For example, chemically pure pyrethroids have a higher insecticidal activity
than decoction of chamomile (Pyrethrum corymbosum) leaves, from which
they were first extracted. On the basis of active substances extracted from
microorganisms, two new classes of chemical fungicides were proposed: cyanopyrroles
and strobilurines originally discovered in bacteria, Pseudomonas,
and fungus Strobilurus (Marasmius)
[3], respectively. On
this basis, the company Syngenta developed an effective formulation called
Maxim, and the company BASF developed formulations named Strobi and Quadris.
Secondly, in development of the Albit formulation, in contrast to its predecessors
(Agat-25 and Agat-25k), a pure culture of bacteria was not used for production
of poly-hydroxybutyrate, but an association of two bacterial strains (Pseudomonas
aureofaciens and Bacillus megaterium). Many examples have previously
shown that the use of associations provides higher efficiency of bioformulations
than pure cultures [4]. It was also proved that associations provide higher
reproducibility of the effect compared to pure bacteria [5]. However, despite
these obvious advantages of associations, until recently they were little used
in the development of fungicidal bioformulations, and plant-growth regulators.

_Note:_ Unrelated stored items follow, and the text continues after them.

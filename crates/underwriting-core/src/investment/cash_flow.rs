use rust_decimal::Decimal;
use serde::{Deserialize, Serialize};
use tracing::warn;

use super::equity::EquityInvestment;
use crate::financing::metrics::FinancingMetrics;
use crate::operations::expenses::annual_reserves;
use crate::operations::noi::NoiYear;
use crate::scenario::{ReservePlacement, Scenario};
use crate::types::*;

#[derive(Debug, Clone, PartialEq, Serialize, Deserialize)]
pub struct CashFlowYear {
    pub year: u32,
    pub noi: Money,
    pub debt_service_by_instrument: Vec<LineAmount>,
    pub total_debt_service: Money,
    pub interest_paid: Money,
    pub principal_paid: Money,
    /// Only non-zero when reserves sit below NOI
    pub capex_reserves: Money,
    pub before_tax_cash_flow: Money,
    pub dscr: Option<Rate>,
    pub cash_on_cash: Option<Rate>,
    pub cumulative_cash_flow: Money,
}

/// `before_tax_cash_flow = noi − total_debt_service − capex_reserves` for
/// each NOI year. A matured loan stops drawing debt service.
pub fn project_cash_flows(
    scenario: &Scenario,
    noi: &[NoiYear],
    financing: &FinancingMetrics,
    equity: &EquityInvestment,
    warnings: &mut Vec<String>,
) -> Vec<CashFlowYear> {
    warn_on_balloons(scenario, noi.len() as u32, warnings);

    let capex_reserves = match scenario.sale.reserve_placement {
        ReservePlacement::BelowNoi => annual_reserves(scenario),
        ReservePlacement::AboveNoi => Decimal::ZERO,
    };

    let mut cumulative = Decimal::ZERO;
    noi.iter()
        .zip(&financing.schedule)
        .map(|(n, ds)| {
            let before_tax_cash_flow = n.noi - ds.total_debt_service - capex_reserves;
            cumulative += before_tax_cash_flow;

            CashFlowYear {
                year: n.year,
                noi: n.noi,
                debt_service_by_instrument: ds.by_instrument.clone(),
                total_debt_service: ds.total_debt_service,
                interest_paid: ds.interest,
                principal_paid: ds.principal,
                capex_reserves,
                before_tax_cash_flow,
                dscr: ratio(n.noi, ds.total_debt_service),
                cash_on_cash: positive_ratio(before_tax_cash_flow, equity.required_equity),
                cumulative_cash_flow: cumulative,
            }
        })
        .collect()
}

fn warn_on_balloons(scenario: &Scenario, years: u32, warnings: &mut Vec<String>) {
    let horizon_months = years.saturating_mul(12);
    for inst in scenario.financing.instruments() {
        let (Some(maturity), Some(balloon)) = (inst.maturity_months(), inst.balloon_balance())
        else {
            continue;
        };
        if maturity < horizon_months && balloon > Decimal::ZERO {
            let label = inst.kind().label();
            warn!(instrument = label, maturity, %balloon, "balloon matures inside projection");
            warnings.push(format!(
                "{label} matures in month {maturity} with an unfunded balloon of {}; \
                 debt service drops to zero and the balance is repaid at sale",
                balloon.round_dp(2)
            ));
        }
    }
}
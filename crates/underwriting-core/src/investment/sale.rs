use rust_decimal::Decimal;
use rust_decimal_macros::dec;
use serde::{Deserialize, Serialize};

use crate::error::UnderwritingError;
use crate::financing::instruments::FinancingInstrument;
use crate::operations::noi::NoiYear;
use crate::scenario::{GrowthAssumptions, Scenario};
use crate::types::*;
use crate::UnderwritingResult;

pub const FIRST_EXIT_YEAR: u32 = 5;
pub const LAST_EXIT_YEAR: u32 = 10;

/// Largest reversion priced; keeps the equity cash flows summable.
pub const MAX_SALE_PRICE: Decimal = dec!(100_000_000_000_000_000_000_000);

/// Reversion at the end of `exit_year`, priced on the following year's NOI.
#[derive(Debug, Clone, PartialEq, Serialize, Deserialize)]
pub struct SaleYear {
    pub exit_year: u32,
    pub forward_noi: Money,
    pub exit_cap_rate: Rate,
    /// `None` when the exit cap rate is not positive
    pub gross_sale_price: Option<Money>,
    pub selling_costs: Option<Money>,
    pub loan_payoffs: Vec<LineAmount>,
    pub total_loan_payoff: Money,
    /// May be negative when the debt exceeds the net price
    pub net_sale_proceeds: Option<Money>,
    pub price_per_unit: Option<Money>,
}

/// `forward_noi / exit_cap_rate`; a non-positive cap rate is an input error,
/// as is a price too large to represent.
pub fn gross_sale_price(forward_noi: Money, exit_cap_rate: Rate) -> UnderwritingResult<Money> {
    if exit_cap_rate <= Decimal::ZERO {
        return Err(UnderwritingError::InvalidInput {
            field: "exit_cap_rate".into(),
            reason: "Exit cap rate must be positive".into(),
        });
    }
    forward_noi
        .checked_div(exit_cap_rate)
        .filter(|price| price.abs() <= MAX_SALE_PRICE)
        .ok_or_else(|| UnderwritingError::InvalidInput {
            field: "exit_cap_rate".into(),
            reason: format!("Cap rate {exit_cap_rate} prices the sale out of range"),
        })
}

/// Linear interpolation between the 5-year and 10-year exit caps, flat
/// outside that window. A missing (zero) end falls back to the other.
pub fn exit_cap_rate_for_year(growth: &GrowthAssumptions, exit_year: u32) -> Rate {
    let cap5 = growth.exit_cap_rate_5yr;
    let cap10 = growth.exit_cap_rate_10yr;
    match (cap5.is_zero(), cap10.is_zero()) {
        (false, true) => return cap5,
        (true, false) => return cap10,
        _ => {}
    }
    if exit_year <= FIRST_EXIT_YEAR {
        return cap5;
    }
    if exit_year >= LAST_EXIT_YEAR {
        return cap10;
    }
    let progress = Decimal::from(exit_year - FIRST_EXIT_YEAR) / dec!(5);
    cap5 + (cap10 - cap5) * progress
}

/// Sale analysis for one exit year; `None` when the NOI projection does not
/// reach the forward year.
pub fn sale_for_year(
    scenario: &Scenario,
    instruments: &[FinancingInstrument],
    noi: &[NoiYear],
    exit_year: u32,
    warnings: &mut Vec<String>,
) -> Option<SaleYear> {
    let forward_noi = noi.iter().find(|n| n.year == exit_year + 1)?.noi;
    let exit_cap_rate = exit_cap_rate_for_year(&scenario.growth, exit_year);

    let gross = match gross_sale_price(forward_noi, exit_cap_rate) {
        Ok(price) => Some(price),
        Err(e) => {
            warnings.push(format!("Year {exit_year} sale not priced: {e}"));
            None
        }
    };
    let selling_costs = gross.map(|p| p * scenario.sale.selling_costs_percent);

    let loan_payoffs: Vec<LineAmount> = instruments
        .iter()
        .map(|i| LineAmount::new(i.kind().label(), i.balance_after_year(exit_year)))
        .collect();
    let total_loan_payoff: Money = loan_payoffs.iter().map(|l| l.amount).sum();

    let net_sale_proceeds = match (gross, selling_costs) {
        (Some(p), Some(c)) => Some(p - c - total_loan_payoff),
        _ => None,
    };
    if matches!(net_sale_proceeds, Some(n) if n < Decimal::ZERO) {
        warnings.push(format!(
            "Year {exit_year} sale proceeds do not cover the loan payoff"
        ));
    }

    Some(SaleYear {
        exit_year,
        forward_noi,
        exit_cap_rate,
        gross_sale_price: gross,
        selling_costs,
        loan_payoffs,
        total_loan_payoff,
        net_sale_proceeds,
        price_per_unit: gross.and_then(|p| ratio(p, Decimal::from(scenario.unit_count()))),
    })
}

/// Sale analysis for each exit year from 5 through 10 inside the horizon.
pub fn analyze_sales(
    scenario: &Scenario,
    noi: &[NoiYear],
    projection_years: u32,
    warnings: &mut Vec<String>,
) -> Vec<SaleYear> {
    let instruments = scenario.financing.instruments();
    (FIRST_EXIT_YEAR..=LAST_EXIT_YEAR.min(projection_years))
        .filter_map(|year| sale_for_year(scenario, &instruments, noi, year, warnings))
        .collect()
}

#[cfg(test)]
mod tests {
    use super::*;
    use crate::financing::instruments::LoanTerms;
    use rust_decimal_macros::dec;

    fn noi_years(base: Money, years: u32) -> Vec<NoiYear> {
        (1..=years)
            .map(|year| NoiYear {
                year,
                effective_gross_income: base,
                total_expenses: Decimal::ZERO,
                noi: base + Decimal::from(year) * dec!(10_000),
                expense_ratio: None,
                noi_per_unit: None,
                noi_growth: None,
            })
            .collect()
    }

    #[test]
    fn test_gross_price_and_selling_costs() {
        let price = gross_sale_price(dec!(400_000), dec!(0.06)).unwrap();
        assert!((price - dec!(6_666_666.67)).abs() < dec!(0.01));
        let net_of_costs = price - price * dec!(0.02);
        assert!((net_of_costs - dec!(6_533_333.33)).abs() < dec!(0.01));
    }

    #[test]
    fn test_non_positive_cap_rate_is_error() {
        assert!(gross_sale_price(dec!(400_000), Decimal::ZERO).is_err());
        assert!(gross_sale_price(dec!(400_000), dec!(-0.01)).is_err());
    }

    #[test]
    fn test_vanishing_cap_rate_is_error() {
        let tiny = Decimal::new(1, 27);
        assert!(gross_sale_price(dec!(400_000), tiny).is_err());
    }

    #[test]
    fn test_cap_rate_interpolation() {
        let g = GrowthAssumptions {
            exit_cap_rate_5yr: dec!(0.06),
            exit_cap_rate_10yr: dec!(0.07),
            ..Default::default()
        };
        assert_eq!(exit_cap_rate_for_year(&g, 3), dec!(0.06));
        assert_eq!(exit_cap_rate_for_year(&g, 5), dec!(0.06));
        assert_eq!(exit_cap_rate_for_year(&g, 7), dec!(0.064));
        assert_eq!(exit_cap_rate_for_year(&g, 10), dec!(0.07));

        let only_five = GrowthAssumptions {
            exit_cap_rate_5yr: dec!(0.055),
            ..Default::default()
        };
        assert_eq!(exit_cap_rate_for_year(&only_five, 10), dec!(0.055));
    }

    #[test]
    fn test_sales_cover_years_five_through_ten() {
        let mut s = Scenario::default();
        s.property.units = 10;
        s.growth.exit_cap_rate_5yr = dec!(0.06);
        s.growth.exit_cap_rate_10yr = dec!(0.065);
        s.sale.selling_costs_percent = dec!(0.02);
        s.financing.seller_financing = Some(LoanTerms {
            principal: dec!(1_000_000),
            annual_rate: dec!(0.05),
            interest_only: true,
            ..Default::default()
        });
        let mut warnings = Vec::new();
        let sales = analyze_sales(&s, &noi_years(dec!(300_000), 11), 10, &mut warnings);

        assert_eq!(sales.len(), 6);
        assert_eq!(sales[0].exit_year, 5);
        assert_eq!(sales[0].forward_noi, dec!(360_000));
        assert_eq!(sales[0].gross_sale_price, Some(dec!(6_000_000)));
        assert_eq!(sales[0].total_loan_payoff, dec!(1_000_000));
        assert_eq!(sales[0].net_sale_proceeds, Some(dec!(4_880_000)));
        assert_eq!(sales[0].price_per_unit, Some(dec!(600_000)));
        assert!(warnings.is_empty());
    }

    #[test]
    fn test_short_horizon_has_no_standard_exits() {
        let mut warnings = Vec::new();
        let sales = analyze_sales(&Scenario::default(), &noi_years(dec!(1), 5), 4, &mut warnings);
        assert!(sales.is_empty());
    }

    #[test]
    fn test_zero_cap_rate_surfaces_as_none_with_warning() {
        let s = Scenario::default();
        let mut warnings = Vec::new();
        let sale = sale_for_year(&s, &[], &noi_years(dec!(100_000), 6), 5, &mut warnings).unwrap();
        assert_eq!(sale.gross_sale_price, None);
        assert_eq!(sale.net_sale_proceeds, None);
        assert_eq!(warnings.len(), 1);
    }
}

For development of the Albit formulation, a high potential of microbial associations
was used, which allowed, in particular, to increase the content of the active
substance (PHB) by about 1.5 times.
Experts in agriculture know well, that the result of application of even highly
effective pesticides can noticeably vary depending on year, field specificity,
agricultural background, phytosanitary conditions, terms of treatment. One
of the purposes of Albit development was overcoming of low reproducibility, which
is a common defect of most of the biostimulants. Reproducibility can be quantitatively
characterized by the ratio of standard deviation of all experiments and the
arithmetical mean (variation coefficient CV). According
to averaged results of all field trials, CV of Albit is 52%, biological products
and plant growth regulators (without Albit) – 130%, synthetic chemical fungicides
– 59%. Therefore, the ability of Albit to provide stable yield increase (reciprocal
value for CV) was 2 times higher than that of the
other analogues and 26% higher than that of chemical
standards. Therefore, high reliability and reproducibility is
one of the main advantages of Albit (Fig. 1).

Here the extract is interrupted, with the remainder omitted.